Anti-Teacher Argument I Am Most Tired Of: “You Knew What You Were Getting Into” by Penelope Millar



I think the anti-teacher argument I’m most tired of is “you knew what you were getting into”.
Yes. Yes I did.
It wasn’t this.
18 years ago when I was a high school senior deciding what to do with my life, I chose to go to college planning to become a high school teacher. At that time, the news said that near 1/4 of teachers would be retiring in the next five years, so a job shouldn’t be hard to find. Teachers were paid a decent if not amazing salary with guaranteed yearly step increases. They had a good pension plan and health insurance coverage with low premiums and copays. Standardized testing was just a minor aspect of schools. (NCLB was passed the year I graduated high school.)

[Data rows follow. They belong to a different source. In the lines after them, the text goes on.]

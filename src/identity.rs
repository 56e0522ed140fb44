//! Best-effort client identity for admission control.
//!
//! Proxy headers are consulted in the order commonly set by load balancers and
//! CDNs, then the socket peer address. Values that do not parse as an IP
//! address are skipped, so garbage headers cannot mint fresh identities.

use axum::http::HeaderMap;
use std::fmt;
use std::net::{IpAddr, SocketAddr};

/// Identity shared by every request whose address cannot be determined.
pub const UNKNOWN_IDENTITY: &str = "unknown";

const ADDRESS_HEADERS: &[&str] = &[
    "x-client-ip",
    "x-forwarded-for",
    "cf-connecting-ip",
    "fastly-client-ip",
    "true-client-ip",
    "x-real-ip",
    "x-cluster-client-ip",
];

#[derive(Debug, Clone, PartialEq, Eq, Hash)]
pub struct ClientIdentity(String);

impl ClientIdentity {
    pub fn unknown() -> Self {
        Self(UNKNOWN_IDENTITY.to_string())
    }

    pub fn as_str(&self) -> &str {
        &self.0
    }

    pub fn is_unknown(&self) -> bool {
        self.0 == UNKNOWN_IDENTITY
    }
}

impl From<IpAddr> for ClientIdentity {
    fn from(ip: IpAddr) -> Self {
        Self(ip.to_string())
    }
}

impl fmt::Display for ClientIdentity {
    fn fmt(&self, f: &mut fmt::Formatter<'_>) -> fmt::Result {
        f.write_str(&self.0)
    }
}

/// Resolve the client identity from proxy headers, then the peer address.
///
/// Never fails: anything unresolvable maps to [`UNKNOWN_IDENTITY`].
pub fn resolve_identity(headers: &HeaderMap, peer: Option<SocketAddr>) -> ClientIdentity {
    ADDRESS_HEADERS
        .iter()
        .find_map(|name| header_ip(headers, name))
        .or_else(|| forwarded_ip(headers))
        .or_else(|| peer.map(|addr| addr.ip()))
        .map(ClientIdentity::from)
        .unwrap_or_else(ClientIdentity::unknown)
}

fn header_ip(headers: &HeaderMap, name: &str) -> Option<IpAddr> {
    let value = headers.get(name)?.to_str().ok()?;
    // x-forwarded-for is "client, proxy1, proxy2"; the first parseable entry wins
    value.split(',').find_map(parse_ip)
}

/// RFC 7239 `Forwarded: for=1.2.3.4;proto=https`
fn forwarded_ip(headers: &HeaderMap) -> Option<IpAddr> {
    let value = headers.get("forwarded")?.to_str().ok()?;
    value
        .split([',', ';'])
        .filter_map(|pair| pair.trim().split_once('='))
        .filter(|(key, _)| key.eq_ignore_ascii_case("for"))
        .find_map(|(_, addr)| parse_ip(addr))
}

fn parse_ip(raw: &str) -> Option<IpAddr> {
    let raw = raw.trim().trim_matches('"');
    if let Ok(ip) = raw.parse::<IpAddr>() {
        return Some(ip);
    }
    // "1.2.3.4:5678" or "[::1]:5678"
    if let Ok(addr) = raw.parse::<SocketAddr>() {
        return Some(addr.ip());
    }
    raw.strip_prefix('[')
        .and_then(|s| s.strip_suffix(']'))
        .and_then(|s| s.parse().ok())
}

Today, I teach in an environment unimaginable before NCLB, in which standardized testing and meaningless data rules all. It’s not just the state test, gotta take the county benchmark tests to see if they’re prepared for the state test. (None of these tests are reliable & valid measures of learning.) I teach in a world in which the push is to raise “on time graduation rates” without any in depth consideration of whether those kids really should be graduating. I teach in a world where somehow it’s ok to plop a kid in front of a computer to “make up” the entire first semester of a course in two weeks- even as the students themselves admit that they don’t learn anything from those courses.
Meanwhile, those “guaranteed step increases” haven’t existed since 2008 and every single “raise/COLA” I’ve had since then has been entirely eaten by health insurance costs. That includes the one I got for finishing my masters degree, which I’m still paying off since they axed the tuition reimbursement I was promised after the first semester. As for the pension, well, I’m really lucky there since I got hired early enough to be on the “good plan”- if the state government doesn’t raid the pension fund like a lot of other states have been doing.
This isn’t even getting into the effect of cell phones or the rise of helicopter parenting. And yes, I know that people in plenty of other industries are dealing with the same bs. They shouldn’t have to either.
So basically, don’t tell me I knew what I was getting into because this profession was VERY different when I made that choice in 2000. There’s some reasons enrollments in teacher prep programs are down these days. I honestly don’t think I would encourage anyone graduating high school today to get into this profession, especially not considering what college tuition costs.